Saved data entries
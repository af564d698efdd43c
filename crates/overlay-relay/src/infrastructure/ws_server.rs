//! WebSocket server: accept loop and per-session task management.
//!
//! This module is responsible for:
//!
//! 1. Binding a TCP listener on the configured address.
//! 2. Upgrading connections on the configured path (default `/ws`) to
//!    WebSocket sessions and answering every other path with 404.
//! 3. Running two concurrent tasks per session:
//!    - **Receive loop**: reads control messages, grows the subscription mask,
//!      checks heartbeat echoes.
//!    - **Heartbeat loop**: sends a `Ping` every interval and is the only
//!      writer to the socket, draining the session's outbound queue between
//!      ticks.
//! 4. Removing a session from the registry as soon as either loop fails.
//! 5. Closing every session when the `running` flag is cleared.
//!
//! # Scalability
//!
//! Each loop runs in its own Tokio task and the accept loop never waits on a
//! session.  The broadcaster never waits on a socket either: it enqueues
//! frames and the heartbeat loop writes them, so a slow subscriber only ever
//! slows itself down.

use std::net::SocketAddr;
use std::sync::{
    atomic::{AtomicBool, Ordering},
    Arc,
};
use std::time::Duration;

use anyhow::Context;
use futures_util::{Sink, SinkExt, Stream, StreamExt};
use overlay_core::decode_client_message;
use tokio::net::{TcpListener, TcpStream};
use tokio::sync::mpsc;
use tokio::time::{interval, timeout, MissedTickBehavior};
use tokio_tungstenite::{
    accept_hdr_async_with_config,
    tungstenite::{
        handshake::server::{ErrorResponse, Request, Response},
        http::StatusCode,
        protocol::WebSocketConfig,
        Error as WsError, Message,
    },
};
use tracing::{debug, error, info, warn};

use crate::application::{
    apply_client_message, next_heartbeat, DeviceTable, NonceSource, Registry, RelayState,
    Session, SessionError,
};
use crate::domain::RelayConfig;

/// How often the accept loop re-checks the `running` flag.
const ACCEPT_POLL: Duration = Duration::from_millis(200);

/// How long a closing session waits for its close frame to go out.
const CLOSE_GRACE: Duration = Duration::from_millis(250);

// ── Public API ────────────────────────────────────────────────────────────────

/// Binds `config.bind_addr` and serves until `running` is set to `false`.
///
/// # Errors
///
/// Returns an error if the configuration is invalid or the listener cannot be
/// bound (e.g., the port is already in use).
pub async fn run_server(
    config: RelayConfig,
    state: RelayState,
    running: Arc<AtomicBool>,
) -> anyhow::Result<()> {
    config.validate().context("invalid relay configuration")?;
    let listener = TcpListener::bind(config.bind_addr)
        .await
        .with_context(|| format!("failed to bind WebSocket listener on {}", config.bind_addr))?;
    serve(listener, config, state, running).await
}

/// Runs the accept loop on an already bound listener.
///
/// Tests bind port 0 themselves and pass the listener in so they know the
/// address.  On return every session has been removed from the registry, and
/// connections still mid-handshake are refused once they complete.
///
/// # Errors
///
/// Returns an error if the configuration is invalid.
pub async fn serve(
    listener: TcpListener,
    config: RelayConfig,
    state: RelayState,
    running: Arc<AtomicBool>,
) -> anyhow::Result<()> {
    config.validate().context("invalid relay configuration")?;
    let local = listener.local_addr().context("listener has no local address")?;
    info!("relay listening on ws://{local}{}", config.ws_path);

    let config = Arc::new(config);

    while running.load(Ordering::Relaxed) {
        // Short timeout so the loop notices the shutdown flag even when no
        // subscriber is connecting.
        match timeout(ACCEPT_POLL, listener.accept()).await {
            Ok(Ok((stream, peer))) => {
                debug!("TCP connection from {peer}");
                let config = Arc::clone(&config);
                let state = state.clone();
                tokio::spawn(async move {
                    handle_connection(stream, peer, config, state).await;
                });
            }
            Ok(Err(e)) => {
                // Transient accept error (e.g., too many open file descriptors).
                error!("accept error: {e}");
            }
            Err(_) => {}
        }
    }

    info!("shutdown flag set; stopping accept loop");
    let closed = state.registry.close_all();
    info!("closed {closed} subscriber session(s)");
    Ok(())
}
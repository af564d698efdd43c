//! Event categories and the category classifier.
//!
//! A category is one bit in an [`EventCategory`] set.  Subscribers ask for
//! categories by name (`{"listen":"Keyboard"}`), the relay keeps the union of
//! everything a subscriber asked for, and every outgoing event is tagged with
//! exactly one category so the broadcaster can filter recipients with a single
//! bitwise test.
//!
//! This module is the only place where textual category names are parsed.

use std::fmt;
use std::ops::{BitOr, BitOrAssign};

use thiserror::Error;

use super::buttons::MouseButton;
use super::event::{ButtonEvent, DeviceEvent};

/// Errors raised while mapping an event or a name to a category.
#[derive(Debug, Clone, PartialEq, Eq, Error)]
pub enum ClassifyError {
    /// The event does not populate any logical button, or mixes a wheel
    /// button with a click (or vice versa).
    #[error("event has no classifiable button: {0:?}")]
    UnclassifiableEvent(ButtonEvent),

    /// A subscriber asked for a category name that does not exist.
    #[error("unknown event category: {0}")]
    UnknownCategory(String),
}

/// Bit set of event categories.
///
/// A subscriber's mask only ever grows: [`EventCategory::union`] is the only
/// combining operation offered, there is no removal.
#[derive(Clone, Copy, PartialEq, Eq, Hash, Default)]
pub struct EventCategory(u32);

impl EventCategory {
    pub const NONE: EventCategory = EventCategory(0);
    pub const KEYBOARD: EventCategory = EventCategory(0x0001);
    pub const MOUSE_BUTTONS: EventCategory = EventCategory(0x0002);
    /// Raw relative mouse data from the driver.
    pub const RAW_MOUSE_MOVEMENT: EventCategory = EventCategory(0x0004);
    /// Reserved; accepted as a subscription but never produced.
    pub const MOUSE_MOVEMENT: EventCategory = EventCategory(0x0008);
    pub const DEVICES: EventCategory = EventCategory(0x0010);
    pub const GAMEPAD_BUTTONS: EventCategory = EventCategory(0x0020);
    pub const GAMEPAD_AXES: EventCategory = EventCategory(0x0040);

    /// Every single-bit category with its wire name.
    pub const NAMED: [(&'static str, EventCategory); 7] = [
        ("Keyboard", Self::KEYBOARD),
        ("MouseButtons", Self::MOUSE_BUTTONS),
        ("RawMouseMovement", Self::RAW_MOUSE_MOVEMENT),
        ("MouseMovement", Self::MOUSE_MOVEMENT),
        ("Devices", Self::DEVICES),
        ("GamepadButtons", Self::GAMEPAD_BUTTONS),
        ("GamepadAxes", Self::GAMEPAD_AXES),
    ];

    /// Reconstructs a set from raw bits, dropping bits that name no category.
    pub const fn from_bits_truncate(bits: u32) -> Self {
        EventCategory(bits & 0x007F)
    }

    pub const fn bits(self) -> u32 {
        self.0
    }

    pub const fn is_empty(self) -> bool {
        self.0 == 0
    }

    /// Returns `true` if every bit of `other` is also set in `self`.
    pub const fn contains(self, other: EventCategory) -> bool {
        self.0 & other.0 == other.0
    }

    pub const fn union(self, other: EventCategory) -> Self {
        EventCategory(self.0 | other.0)
    }

    /// Wire name of a single-bit category; `None` for empty or multi-bit sets.
    pub fn name(self) -> Option<&'static str> {
        Self::NAMED
            .iter()
            .find(|(_, c)| *c == self)
            .map(|(name, _)| *name)
    }
}

impl BitOr for EventCategory {
    type Output = EventCategory;

    fn bitor(self, rhs: EventCategory) -> EventCategory {
        self.union(rhs)
    }
}

impl BitOrAssign for EventCategory {
    fn bitor_assign(&mut self, rhs: EventCategory) {
        *self = self.union(rhs);
    }
}

impl fmt::Debug for EventCategory {
    fn fmt(&self, f: &mut fmt::Formatter<'_>) -> fmt::Result {
        if self.is_empty() {
            return f.write_str("EventCategory(NONE)");
        }
        let names: Vec<&str> = Self::NAMED
            .iter()
            .filter(|(_, c)| self.contains(*c))
            .map(|(name, _)| *name)
            .collect();
        write!(f, "EventCategory({})", names.join(" | "))
    }
}

/// Maps a button event to its category.
///
/// # Errors
///
/// Returns [`ClassifyError::UnclassifiableEvent`] when the event carries the
/// `None` sentinel, or when a wheel/click variant carries the wrong kind of
/// mouse button.  Well-formed capture output never triggers this.
pub fn classify_event(evt: &ButtonEvent) -> Result<EventCategory, ClassifyError> {
    let category = match *evt {
        ButtonEvent::Keyboard { button, .. } if !button.is_none() => EventCategory::KEYBOARD,
        ButtonEvent::MouseClick { button, .. } if is_click_button(button) => {
            EventCategory::MOUSE_BUTTONS
        }
        ButtonEvent::MouseWheel { button, .. } if button.is_wheel() => {
            EventCategory::MOUSE_BUTTONS
        }
        _ => return Err(ClassifyError::UnclassifiableEvent(*evt)),
    };
    Ok(category)
}

/// Device attach/detach events always belong to [`EventCategory::DEVICES`].
pub fn classify_device(_evt: &DeviceEvent) -> EventCategory {
    EventCategory::DEVICES
}

/// Maps a wire-level category name to its flag.
///
/// # Errors
///
/// Returns [`ClassifyError::UnknownCategory`] for any name outside
/// [`EventCategory::NAMED`].  Matching is case-sensitive.
pub fn classify_name(name: &str) -> Result<EventCategory, ClassifyError> {
    EventCategory::NAMED
        .iter()
        .find(|(n, _)| *n == name)
        .map(|(_, c)| *c)
        .ok_or_else(|| ClassifyError::UnknownCategory(name.to_string()))
}

fn is_click_button(button: MouseButton) -> bool {
    !button.is_none() && !button.is_wheel()
}

// ── Tests ─────────────────────────────────────────────────────────────────────
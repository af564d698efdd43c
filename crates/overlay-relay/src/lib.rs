//! overlay-relay library crate.
//!
//! Relays keyboard, mouse and device events from a single input source to
//! any number of WebSocket subscribers (typically on-screen input overlays),
//! each receiving only the event categories it asked for.
//!
//! # Architecture (clean architecture)
//!
//! ```text
//! InputSource (stdin JSON lines, mock, ...)
//!         │  EventSink (bounded, drop-newest)
//!         ▼
//! [overlay-relay]
//!   ├── domain/           RelayConfig, file config, source selection
//!   ├── application/      Registry, Session, Broadcaster, heartbeat logic
//!   └── infrastructure/
//!         ├── ws_server/     accept loop, /ws upgrade, per-session loops
//!         └── input_source/  InputSource trait and implementations
//!         │
//!         ▼
//! Subscribers (JSON over WebSocket)
//! ```
//!
//! # Layer rules
//!
//! - `domain` has no I/O and no async.
//! - `application` depends on `domain` and `overlay-core`; it queues frames
//!   but never touches a socket.
//! - `infrastructure` depends on all other layers plus `tokio` and
//!   `tokio-tungstenite`.

/// Domain layer: configuration types (no I/O).
pub mod domain;

/// Application layer: subscription registry, sessions, broadcaster.
pub mod application;

/// Infrastructure layer: WebSocket server and input sources.
pub mod infrastructure;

** ABOUT THIS EXERCISE **
One number is the full answer: how many lines of the records include the string "frames".

** EXERCISE RESULT **
2